Selena: Sang Ratu Tejano

Bagi pencinta musik Latin, 16 April 1971 adalah hari kelahiran Selena Quintanilla. Kalau kamu pernah dengar lagu "Dreaming of You" atau "Como la Flor", nah itu dia penyanyinya. Selena adalah ikon budaya yang luar biasa besar di Amerika dan Meksiko. Sayangnya, kariernya terhenti secara tragis di usia muda karena dibunuh oleh ketua klub penggemarnya sendiri.

Meskipun hidupnya singkat, pengaruh Selena tetap hidup sampai sekarang. Dia jadi inspirasi buat penyanyi besar kayak Jennifer Lopez (yang memerankan dia di film biopik) sampai Selena Gomez (yang namanya bahkan diambil dari nama sang diva).

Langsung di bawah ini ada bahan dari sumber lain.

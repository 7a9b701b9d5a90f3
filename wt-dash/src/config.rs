//! Configuration for wt-dash
//!
//! | Setting   | CLI          | Environment     | TOML key     | Default                        |
//! |-----------|--------------|-----------------|--------------|--------------------------------|
//! | Port      | `--port`     | `WT_DASH_PORT`  | `port`       | 8501                           |
//! | Bins URL  | `--bins-url` | `WT_BINS_URL`   | `bins_url`   | `http://localhost:10000/bins`  |
//! | Model     | `--model`    | `WT_DASH_MODEL` | `model_path` | `model/model.onnx`             |
//! | Labels    | `--labels`   | `WT_DASH_LABELS`| `labels_path`| `model/labels.txt`             |
//! | CSV log   | `--log-path` | `WT_DASH_LOG`   | `log_path`   | `waste_log.csv`                |
//!
//! TOML-only keys: `points_per_scan` (unset disables points),
//! `fetch_attempts`, `fetch_delay_ms`, `input_size`, `input_layout`.

use serde::Deserialize;
use std::path::PathBuf;
use std::time::Duration;
use wt_common::config::{resolve_setting, LoggingConfig};

use crate::bin_client::RetryPolicy;
use crate::classifier::onnx::ModelInput;
use crate::classifier::InputLayout;

pub const PORT_ENV: &str = "WT_DASH_PORT";
pub const BINS_URL_ENV: &str = "WT_BINS_URL";
pub const MODEL_ENV: &str = "WT_DASH_MODEL";
pub const LABELS_ENV: &str = "WT_DASH_LABELS";
pub const LOG_PATH_ENV: &str = "WT_DASH_LOG";

pub const DEFAULT_PORT: u16 = 8501;
pub const DEFAULT_BINS_URL: &str = "http://localhost:10000/bins";
pub const DEFAULT_MODEL: &str = "model/model.onnx";
pub const DEFAULT_LABELS: &str = "model/labels.txt";
pub const DEFAULT_LOG_PATH: &str = "waste_log.csv";

/// Optional TOML file contents
#[derive(Debug, Clone, Default, Deserialize)]
pub struct DashToml {
    pub port: Option<u16>,
    pub bins_url: Option<String>,
    pub model_path: Option<PathBuf>,
    pub labels_path: Option<PathBuf>,
    pub log_path: Option<PathBuf>,
    pub points_per_scan: Option<u64>,
    pub fetch_attempts: Option<u32>,
    pub fetch_delay_ms: Option<u64>,
    pub input_size: Option<u32>,
    pub input_layout: Option<InputLayout>,
    #[serde(default)]
    pub logging: LoggingConfig,
}

/// Command-line overrides
#[derive(Debug, Clone, Default)]
pub struct DashOverrides {
    pub port: Option<u16>,
    pub bins_url: Option<String>,
    pub model_path: Option<PathBuf>,
    pub labels_path: Option<PathBuf>,
    pub log_path: Option<PathBuf>,
}

/// Fully resolved settings
#[derive(Debug, Clone, PartialEq)]
pub struct DashConfig {
    pub port: u16,
    pub bins_url: String,
    pub model_path: PathBuf,
    pub labels_path: PathBuf,
    pub log_path: PathBuf,
    pub points_per_scan: Option<u64>,
    pub retry: RetryPolicy,
    pub model_input: ModelInput,
    pub logging: LoggingConfig,
}

impl DashConfig {
    pub fn resolve(cli: DashOverrides, file: DashToml) -> wt_common::Result<Self> {
        let retry_default = RetryPolicy::default();
        let input_default = ModelInput::default();

        Ok(Self {
            port: resolve_setting(cli.port, PORT_ENV, file.port, DEFAULT_PORT)?,
            bins_url: resolve_setting(
                cli.bins_url,
                BINS_URL_ENV,
                file.bins_url,
                DEFAULT_BINS_URL.to_string(),
            )?,
            model_path: resolve_setting(
                cli.model_path,
                MODEL_ENV,
                file.model_path,
                PathBuf::from(DEFAULT_MODEL),
            )?,
            labels_path: resolve_setting(
                cli.labels_path,
                LABELS_ENV,
                file.labels_path,
                PathBuf::from(DEFAULT_LABELS),
            )?,
            log_path: resolve_setting(
                cli.log_path,
                LOG_PATH_ENV,
                file.log_path,
                PathBuf::from(DEFAULT_LOG_PATH),
            )?,
            points_per_scan: file.points_per_scan,
            retry: RetryPolicy {
                max_attempts: file.fetch_attempts.unwrap_or(retry_default.max_attempts),
                delay: file
                    .fetch_delay_ms
                    .map(Duration::from_millis)
                    .unwrap_or(retry_default.delay),
            },
            model_input: ModelInput {
                size: file.input_size.unwrap_or(input_default.size),
                layout: file.input_layout.unwrap_or(input_default.layout),
            },
            logging: file.logging,
        })
    }
}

Tanggal 16 April dirayakan oleh banyak fansnya sebagai "Selena Day" untuk merayakan warisan musik dan gaya busananya yang tetap ikonik.

Refleksi Tanggal 16 April

Kalau kita lihat rentetan peristiwa di atas, mulai dari berdirinya Kopassus, lahirnya Charlie Chaplin, misi Apollo 16, hingga tragedi Virginia Tech dan lahirnya Selena, kita bisa belajar satu hal: tanggal 16 April itu sangat dinamis. Ada kelahiran, ada kematian; ada tawa, ada air mata; ada keberanian tempur, ada eksplorasi ilmu pengetahuan.



Sejarah itu kayak gado-gado, bumbunya macam-macam. Mempelajari apa yang terjadi di masa lalu bukan cuma soal menghafal tahun buat ujian sekolah, tapi soal memahami bahwa setiap hari yang kita lalui sekarang adalah kumpulan dari keputusan-keputusan besar orang di masa lalu. Jadi, buat kalian yang hari ini lagi ngerasa hari-harinya datar banget, ingat aja kalau di tanggal yang sama puluhan tahun lalu, ada orang yang lagi berjuang di hutan, ada yang lagi mendarat di bulan, dan ada yang lagi bikin dunia tertawa lewat layar hitam putih.

Apa yang akan terjadi di 16 April tahun depan? Mungkin kalian sendiri yang akan bikin sejarah baru. Entah itu lulus kuliah, dapat kerjaan impian, atau sesederhana belajar hal baru yang bermanfaat buat orang lain. Intinya, setiap tanggal punya ceritanya sendiri, dan kita adalah bagian dari cerita yang sedang ditulis itu. Selamat merenungi sejarah, dan jangan lupa bahagia hari ini!